Verify that the pay matches what you promised by the company. If pay has not been discussed at this point, carefully consider if the pay meets your needs and expectations. Once you accept a job offer, you are accepting the pay. So if more negotiation or correction to pay is needed, that needs to happen before signing the offer letter. 


Just as with pay, you’ll want to verify that the schedule on the offer letter is what you were expecting. Check the days and hours for alignment with your availability and desired work schedule. Any inaccuracies should be discussed with the employer immediately.

Work location:

The location of a job is very important. It’s critical to review the work location on the offer letter. Check to see if the location is where you were told you’d work. This is especially important for businesses with multiple locations. For any location, make sure that you have reliable transportation to get there. Other things to watch for with job location are any expectations that you’ll drive your car for business purposes or if you’ll have to work at multiple locations. If any of these things are unexpected or unwanted, now is the time to speak up.

Employment Offer Contingencies:

Employment contingencies are things that the employer is basing their offer of employment on. For example, if the business requires a background check that is done after an offer is accepted, then the offer is contingent on a successful background check. If the background check doesn’t meet the employer’s hiring criteria the offer of employment may be withdrawn.
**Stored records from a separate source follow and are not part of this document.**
//! # Sector Deltas
//!
//! Versioned, server-issued mutations of a sector's gameplay state, and the
//! JSON bodies they travel in.
//!
//! Every shape here serializes as camelCase JSON, matching the server.

use std::fmt;

use serde::{Deserialize, Serialize};

/// What a delta changes.
///
/// Unrecognized wire names survive as [`DeltaKind::Other`] so a newer
/// server cannot break decoding of a whole batch.
#[derive(Clone, Debug, PartialEq, Eq, Hash, Serialize, Deserialize)]
#[serde(from = "String", into = "String")]
pub enum DeltaKind {
    /// Asteroid node or deposit lost quantity.
    ResourceDepleted,
    /// Asteroid node or deposit refilled.
    ResourceRespawned,
    /// Station took damage.
    StationDamaged,
    /// Station was repaired.
    StationRepaired,
    /// Station was destroyed.
    StationDestroyed,
    /// Sector or station changed hands.
    OwnershipChanged,
    /// Sector or planet population changed.
    PopulationChanged,
    /// Sector threat level changed.
    ThreatLevelChanged,
    /// An NPC spawned.
    NpcSpawned,
    /// An NPC was destroyed.
    NpcDestroyed,
    /// An anomaly was triggered.
    AnomalyTriggered,
    /// A triggered anomaly reset.
    AnomalyReset,
    /// A hazard appeared.
    HazardAppeared,
    /// A hazard cleared.
    HazardCleared,
    /// Any kind this client does not know.
    Other(String),
}

impl DeltaKind {
    /// Wire name.
    #[must_use]
    pub fn as_str(&self) -> &str {
        match self {
            Self::ResourceDepleted => "resource_depleted",
            Self::ResourceRespawned => "resource_respawned",
            Self::StationDamaged => "station_damaged",
            Self::StationRepaired => "station_repaired",
            Self::StationDestroyed => "station_destroyed",
            Self::OwnershipChanged => "ownership_changed",
            Self::PopulationChanged => "population_changed",
            Self::ThreatLevelChanged => "threat_level_changed",
            Self::NpcSpawned => "npc_spawned",
            Self::NpcDestroyed => "npc_destroyed",
            Self::AnomalyTriggered => "anomaly_triggered",
            Self::AnomalyReset => "anomaly_reset",
            Self::HazardAppeared => "hazard_appeared",
            Self::HazardCleared => "hazard_cleared",
            Self::Other(name) => name,
        }
    }
}

impl From<String> for DeltaKind {
    fn from(name: String) -> Self {
        match name.as_str() {
            "resource_depleted" => Self::ResourceDepleted,
            "resource_respawned" => Self::ResourceRespawned,
            "station_damaged" => Self::StationDamaged,
            "station_repaired" => Self::StationRepaired,
            "station_destroyed" => Self::StationDestroyed,
            "ownership_changed" => Self::OwnershipChanged,
            "population_changed" => Self::PopulationChanged,
            "threat_level_changed" => Self::ThreatLevelChanged,
            "npc_spawned" => Self::NpcSpawned,
            "npc_destroyed" => Self::NpcDestroyed,
            "anomaly_triggered" => Self::AnomalyTriggered,
            "anomaly_reset" => Self::AnomalyReset,
            "hazard_appeared" => Self::HazardAppeared,
            "hazard_cleared" => Self::HazardCleared,
            _ => Self::Other(name),
        }
    }
}

impl From<DeltaKind> for String {
    fn from(kind: DeltaKind) -> Self {
        match kind {
            DeltaKind::Other(name) => name,
            known => known.as_str().to_owned(),
        }
    }
}

impl fmt::Display for DeltaKind {
    fn fmt(&self, f: &mut fmt::Formatter<'_>) -> fmt::Result {
        f.write_str(self.as_str())
    }
}

/// One versioned mutation of a sector.
#[derive(Clone, Debug, PartialEq, Serialize, Deserialize)]
#[serde(rename_all = "camelCase")]
pub struct SectorDelta {
    /// Server-assigned delta id.
    pub id: String,
    /// Sector the delta belongs to.
    pub sector_id: String,
    /// Kind of change.
    pub delta_type: DeltaKind,
    /// Entity the change targets, if any.
    #[serde(default, skip_serializing_if = "Option::is_none")]
    pub target_id: Option<String>,
    /// Entity category of the target, if any.
    #[serde(default, skip_serializing_if = "Option::is_none")]
    pub target_type: Option<String>,
    /// Kind-specific payload.
    #[serde(default)]
    pub changes: serde_json::Value,
    /// Server time the delta was applied (ms since Unix epoch).
    #[serde(default)]
    pub applied_at: u64,
    /// Monotonic per-sector version.
    pub version: u64,
    /// Provenance (player or system event id).
    #[serde(default, skip_serializing_if = "Option::is_none")]
    pub caused_by: Option<String>,
}

/// Response to a single-sector delta fetch.
#[derive(Clone, Debug, Default, PartialEq, Serialize, Deserialize)]
#[serde(rename_all = "camelCase")]
pub struct DeltaResponse {
    /// Server's version for the sector.
    pub current_version: u64,
    /// Deltas newer than the requested version.
    #[serde(default)]
    pub deltas: Vec<SectorDelta>,
}

/// One entry of a bulk fetch request.
#[derive(Clone, Debug, PartialEq, Eq, Serialize, Deserialize)]
#[serde(rename_all = "camelCase")]
pub struct BulkDeltaRequest {
    /// Sector to fetch.
    pub sector_id: String,
    /// Version the client already has.
    pub since_version: u64,
}

/// Body of a bulk fetch request.
#[derive(Clone, Debug, Default, PartialEq, Eq, Serialize, Deserialize)]
pub struct BulkDeltaQuery {
    /// Sectors to fetch.
    pub requests: Vec<BulkDeltaRequest>,
}

/// One entry of a bulk fetch response.
#[derive(Clone, Debug, PartialEq, Serialize, Deserialize)]
#[serde(rename_all = "camelCase")]
pub struct BulkDeltaResult {
    /// Sector this result is for.
    pub sector_id: String,
    /// Server's version for the sector.
    pub current_version: u64,
    /// Deltas newer than the requested version.
    #[serde(default)]
    pub deltas: Vec<SectorDelta>,
}

/// Body of a bulk fetch response.
#[derive(Clone, Debug, Default, PartialEq, Serialize, Deserialize)]
pub struct BulkDeltaResponse {
    /// Per-sector results.
    pub results: Vec<BulkDeltaResult>,
}

/// Response to a version check.
#[derive(Clone, Debug, Default, PartialEq, Eq, Serialize, Deserialize)]
#[serde(rename_all = "camelCase")]
pub struct SectorVersionInfo {
    /// Server's version for the sector.
    pub current_version: u64,
    /// True if no delta was ever applied.
    pub is_pristine: bool,
    /// First visit time (ms since Unix epoch).
    #[serde(default, skip_serializing_if = "Option::is_none")]
    pub first_visited_at: Option<u64>,
    /// Last delta time (ms since Unix epoch).
    #[serde(default, skip_serializing_if = "Option::is_none")]
    pub last_delta_at: Option<u64>,
}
Common employment contingencies include:

  • Criminal background check

  • Reference checks

  • Employment verification

  • Credit check

  • Drug tests

  • Skills assessments 

  • Successful completion of training


Read through employment contingencies carefully so that you clearly understand how your offer of employment may be impacted. Any questions or reservations should be addressed with the employer before accepting the job offer.

Probationary Periods

Probationary periods are like trial periods before an employer extends full employment benefits. Employees in a probationary period typically are not eligible for health insurance benefits, paid time off and other benefits. New hires on probation may also be required to achieve certain performance goals before being released from probation. 

When considering a new job, it’s important that you understand the terms of any probation periods that you would enter by accepting the job. Some things to look for and understand are:

  • The length of the probationary period

  • The expectations of your work performance while on probation

  • Any benefits or perks that won’t be available until completion of probation

  • What successful completion of probation looks like

  • What happens if expectations are not met while on probation

If the answers to these questions are not clearly answered in the offer letter, contact the employer. 


Job Title

Read the offer letter carefully to ensure that it is correct. Make sure the job you're being offered is the job you applied for- and want. Sometimes employers may offer an alternative position that they feel the candidate would be a better fit. Being offered an alternative role could be a good opportunity. However, have an understanding of what the job is before accepting. 

Start Date

Knowing when you are expected to start work at a new job is very important. An offer letter should include a start date of employment. If you are leaving a job and need or want to give notice, make sure the start date is in alignment with that time frame. You'll want to communicate any issues with the company as soon as possible. 

On-Boarding Instructions

On-boarding is how companies bring new employees into the business. Some or all of these details may be shared in the offer letter. 

A few common on-boarding activities to look for in an offer letter include:

  • Orientation & training

  • Completion of new hire documents 

  • Submission of work authorization documents

  • Uniforms and dress code 

If the offer letter does  include on-boarding instructions, make sure to understand what is expected of you and follow through. 

Receiving an offer letter is an important and exciting part of starting a new job. Your offer letter is a useful tool to make a smooth transition into your next job.